Both boxes were sanded with 280 grit sandpaper to smooth the outside surfaces. A moist paper towel cleaned the dust off from sanding.

P.S. I couldn't find a photo of Candy's box, so this one was the closest I could find!

Step 2: Box Painting

Candy's box was brushed with 2 coats of polyurethane, allowing a day of drying time between coats. The coatings changed the colour just a tad darker, which was exactly what I wanted, thank goodness! The next colour painted was a dark chocolate brown band 1/2" wide on the lid and bottom box, as well as the inside edges. Once dry, gold leaf paint was brushed on. After it dried, I went back with a detail brush and painted a thin line of brown to outline the gold.

Festus' box was stained with Minwax Mahogany and allowed to dry overnight. The next day, Gold leaf acrylic craft paint was drybrushed on the box band, giving a mottled appearance.

Step 3: Name Blocks and Photo

Since I don't have photos of each step for both, I will use each photo for both steps!

Candy's wood block letters were penciled in, then the perimeter was band sawed out. For the inside areas, a pneumatic pencil grinder with a carbide burr (photos above) was used to "clean" out the wood, adding depth to the letters. The cleaned out areas were painted black, and the letters were painted gold. Once dry, Plum was stippled on and when dried, outlined with gold.

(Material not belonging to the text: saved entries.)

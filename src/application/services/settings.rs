//! Tunables shared by the registrar and the resolver.

use std::future::Future;
use std::time::Duration;

use serde_json::json;

use crate::config::Config;
use crate::error::AppError;
use crate::infrastructure::cache::{CacheError, CacheResult};

/// Cache policy and per-call deadlines for store and cache I/O.
#[derive(Debug, Clone, Copy, PartialEq, Eq)]
pub struct ServiceSettings {
    /// Lifetime of an entry written to the resolution cache.
    pub cache_ttl: Duration,
    pub cache_timeout: Duration,
    pub store_timeout: Duration,
    /// Write the mapping back to the cache after a store fallback.
    pub refill_cache_on_miss: bool,
}

impl Default for ServiceSettings {
    fn default() -> Self {
        Self {
            cache_ttl: Duration::from_secs(3600),
            cache_timeout: Duration::from_millis(500),
            store_timeout: Duration::from_secs(5),
            refill_cache_on_miss: false,
        }
    }
}

impl From<&Config> for ServiceSettings {
    fn from(config: &Config) -> Self {
        Self {
            cache_ttl: Duration::from_secs(config.cache_ttl_seconds),
            cache_timeout: Duration::from_millis(config.cache_timeout_ms),
            store_timeout: Duration::from_millis(config.store_timeout_ms),
            refill_cache_on_miss: config.cache_refill_on_miss,
        }
    }
}

/// Runs a store call under `limit`; running out of time is a storage failure.
pub(crate) async fn within_store_deadline<T, F>(limit: Duration, call: F) -> Result<T, AppError>
where
    F: Future<Output = Result<T, AppError>>,
{
    tokio::time::timeout(limit, call).await.unwrap_or_else(|_| {
        Err(AppError::storage(
            "Database call timed out",
            json!({ "timeout_ms": limit.as_millis() as u64 }),
        ))
    })
}

/// Runs a cache call under `limit`.
pub(crate) async fn within_cache_deadline<T, F>(limit: Duration, call: F) -> CacheResult<T>
where
    F: Future<Output = CacheResult<T>>,
{
    tokio::time::timeout(limit, call)
        .await
        .unwrap_or(Err(CacheError::Timeout(limit)))
}
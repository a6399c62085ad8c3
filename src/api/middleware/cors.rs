//! Cross-origin request policy for browser clients.

use axum::http::{HeaderValue, Method, header};
use tower_http::cors::{AllowOrigin, CorsLayer};

/// Creates the CORS layer.
///
/// Allows `GET`, `POST` and `OPTIONS` with a `Content-Type` header. An empty
/// `allowed_origins` list allows any origin; otherwise only the listed
/// origins are echoed back. Entries that are not valid header values are
/// skipped with a warning.
///
/// Preflight `OPTIONS` requests are answered by the layer itself.
pub fn layer(allowed_origins: &[String]) -> CorsLayer {
    let origin = if allowed_origins.is_empty() {
        AllowOrigin::any()
    } else {
        let origins: Vec<HeaderValue> = allowed_origins
            .iter()
            .filter_map(|o| match HeaderValue::from_str(o) {
                Ok(v) => Some(v),
                Err(_) => {
                    ::tracing::warn!("Ignoring invalid CORS origin {:?}", o);
                    None
                }
            })
            .collect();
        AllowOrigin::list(origins)
    };

    CorsLayer::new()
        .allow_origin(origin)
        .allow_methods([Method::GET, Method::POST, Method::OPTIONS])
        .allow_headers([header::CONTENT_TYPE])
}
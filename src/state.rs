//! Shared application state injected into all handlers.

use std::sync::Arc;

use crate::application::services::{Registrar, Resolver};
use crate::infrastructure::cache::CacheService;

/// Handles built once at startup and cloned into every request.
#[derive(Clone)]
pub struct AppState {
    pub registrar: Arc<Registrar>,
    pub resolver: Arc<Resolver>,
    pub cache: Arc<dyn CacheService>,
    /// Prefix of returned short URLs, without trailing slash.
    pub public_base_url: String,
}

impl AppState {
    pub fn new(
        registrar: Arc<Registrar>,
        resolver: Arc<Resolver>,
        cache: Arc<dyn CacheService>,
        public_base_url: impl Into<String>,
    ) -> Self {
        Self {
            registrar,
            resolver,
            cache,
            public_base_url: public_base_url.into().trim_end_matches('/').to_string(),
        }
    }

    /// Builds the public short URL for `code`.
    pub fn short_url(&self, code: &str) -> String {
        format!("{}/{}", self.public_base_url, code)
    }
}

Candy's photo was trimmed to fit the top box frame, inserted, and the plexiglass cover was added on top the photo. A thin line of Elmer's glue was used around the plexiglass edge to bond it to the box frame. Once dry, the name block was bonded with 5 minute epoxy.

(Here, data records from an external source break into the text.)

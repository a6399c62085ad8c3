//! CLI administration tool for mini-link.
//!
//! Inspects the database and converts between ids and short codes without
//! going through the HTTP API.
//!
//! # Usage
//!
//! ```bash
//! # Check database connection
//! cargo run --bin admin -- db check
//!
//! # View totals
//! cargo run --bin admin -- stats
//!
//! # Show the record behind a code
//! cargo run --bin admin -- lookup 2Bi
//!
//! # Convert between ids and codes
//! cargo run --bin admin -- encode 10000
//! cargo run --bin admin -- decode 2Bi
//! ```
//!
//! # Environment Variables
//!
//! - `DATABASE_URL` (required for `db`, `stats` and `lookup`): PostgreSQL connection string

use mini_link::domain::repositories::UrlRepository;
use mini_link::infrastructure::persistence::PgUrlRepository;
use mini_link::utils::base62;

use anyhow::{Context, Result};
use clap::{Parser, Subcommand};
use colored::*;
use sqlx::PgPool;
use std::sync::Arc;

/// CLI tool for managing mini-link.
#[derive(Parser)]
#[command(name = "admin")]
#[command(author, version, about, long_about = None)]
struct Cli {
    #[command(subcommand)]
    command: Commands,
}

/// Top-level commands.
#[derive(Subcommand)]
enum Commands {
    /// Show link and click totals
    Stats,

    /// Show the stored record for a short code
    Lookup {
        /// Short code to look up
        code: String,
    },

    /// Print the short code for an id
    Encode {
        /// Row id
        id: u64,
    },

    /// Print the id behind a short code
    Decode {
        /// Short code
        code: String,
    },

    /// Database operations
    Db {
        #[command(subcommand)]
        action: DbAction,
    },
}

/// Database operation subcommands.
#[derive(Subcommand)]
enum DbAction {
    /// Check database connection
    Check,
}

#[tokio::main]
async fn main() -> Result<()> {
    dotenvy::dotenv().ok();

    let cli = Cli::parse();

    match cli.command {
        Commands::Encode { id } => print_encoded(id),
        Commands::Decode { code } => print_decoded(&code)?,
        Commands::Stats => handle_stats(&connect().await?).await?,
        Commands::Lookup { code } => handle_lookup(connect().await?, &code).await?,
        Commands::Db { action } => handle_db_action(action, &connect().await?).await?,
    }

    Ok(())
}

async fn connect() -> Result<PgPool> {
    let database_url = std::env::var("DATABASE_URL").context("DATABASE_URL must be set")?;

    PgPool::connect(&database_url)
        .await
        .context("Failed to connect to database")
}

fn print_encoded(id: u64) {
    println!(
        "  {} -> {}",
        id.to_string().bright_black(),
        base62::encode(id).bright_yellow().bold()
    );
}

fn print_decoded(code: &str) -> Result<()> {
    let id = base62::decode(code)
        .with_context(|| format!("'{}' is not a valid short code", code))?;

    println!(
        "  {} -> {}",
        code.bright_yellow().bold(),
        id.to_string().bright_black()
    );

    Ok(())
}

/// Displays system statistics.
///
/// Shows:
/// - Total number of stored URLs
/// - URLs that never received a code (interrupted registrations)
/// - Total number of clicks
async fn handle_stats(pool: &PgPool) -> Result<()> {
    println!("{}", "Statistics".bright_blue().bold());
    println!();

    let urls: i64 = sqlx::query_scalar("SELECT COUNT(*) FROM urls")
        .fetch_one(pool)
        .await?;

    let orphans: i64 = sqlx::query_scalar("SELECT COUNT(*) FROM urls WHERE short_url IS NULL")
        .fetch_one(pool)
        .await?;

    let clicks: i64 = sqlx::query_scalar("SELECT COALESCE(SUM(click_count), 0)::BIGINT FROM urls")
        .fetch_one(pool)
        .await?;

    println!("  URLs:            {}", urls.to_string().bright_white().bold());
    println!("  Without code:    {}", orphans.to_string().bright_black());
    println!("  Clicks:          {}", clicks.to_string().bright_white().bold());
    println!();

    Ok(())
}

/// Prints the record stored for `code`.
async fn handle_lookup(pool: PgPool, code: &str) -> Result<()> {
    let repo = PgUrlRepository::new(Arc::new(pool));

    let record = repo
        .find_by_code(code)
        .await
        .map_err(|e| anyhow::anyhow!("Database error: {}", e))?;

    let Some(record) = record else {
        println!("{}", format!("No URL for code '{}'", code).yellow());
        return Ok(());
    };

    println!("{}", "URL record".bright_blue().bold());
    println!();
    println!("  ID:       {}", record.id.to_string().bright_black());
    println!("  Code:     {}", code.bright_yellow().bold());
    println!("  Long URL: {}", record.long_url.cyan());
    println!("  Clicks:   {}", record.click_count.to_string().bright_white());
    println!(
        "  Created:  {}",
        record
            .created_at
            .format("%Y-%m-%d %H:%M")
            .to_string()
            .bright_black()
    );
    println!();

    Ok(())
}

/// Dispatches database commands.
async fn handle_db_action(action: DbAction, pool: &PgPool) -> Result<()> {
    match action {
        DbAction::Check => {
            sqlx::query_scalar::<_, i32>("SELECT 1")
                .fetch_one(pool)
                .await
                .context("Database check failed")?;

            println!("{}", "Database connection OK".green().bold());
        }
    }

    Ok(())
}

Festus' wood block letters were done the same way. The letter edges were painted black and the top was left unpainted. The name block was bonded to the box top with 5 minute epoxy.

Also with Festus, the photo was cut to fit to the interior, as was the plexiglass, and bonded in with Elmer's glue. The photo shows wet glue droplets. As the glue dried, they leveled out and dried clear.

When the name block was dry on Festus' box, the entire outside was coated with 2 coats of polyurethane.

Step 4: Finish

RIP Candy and Festus.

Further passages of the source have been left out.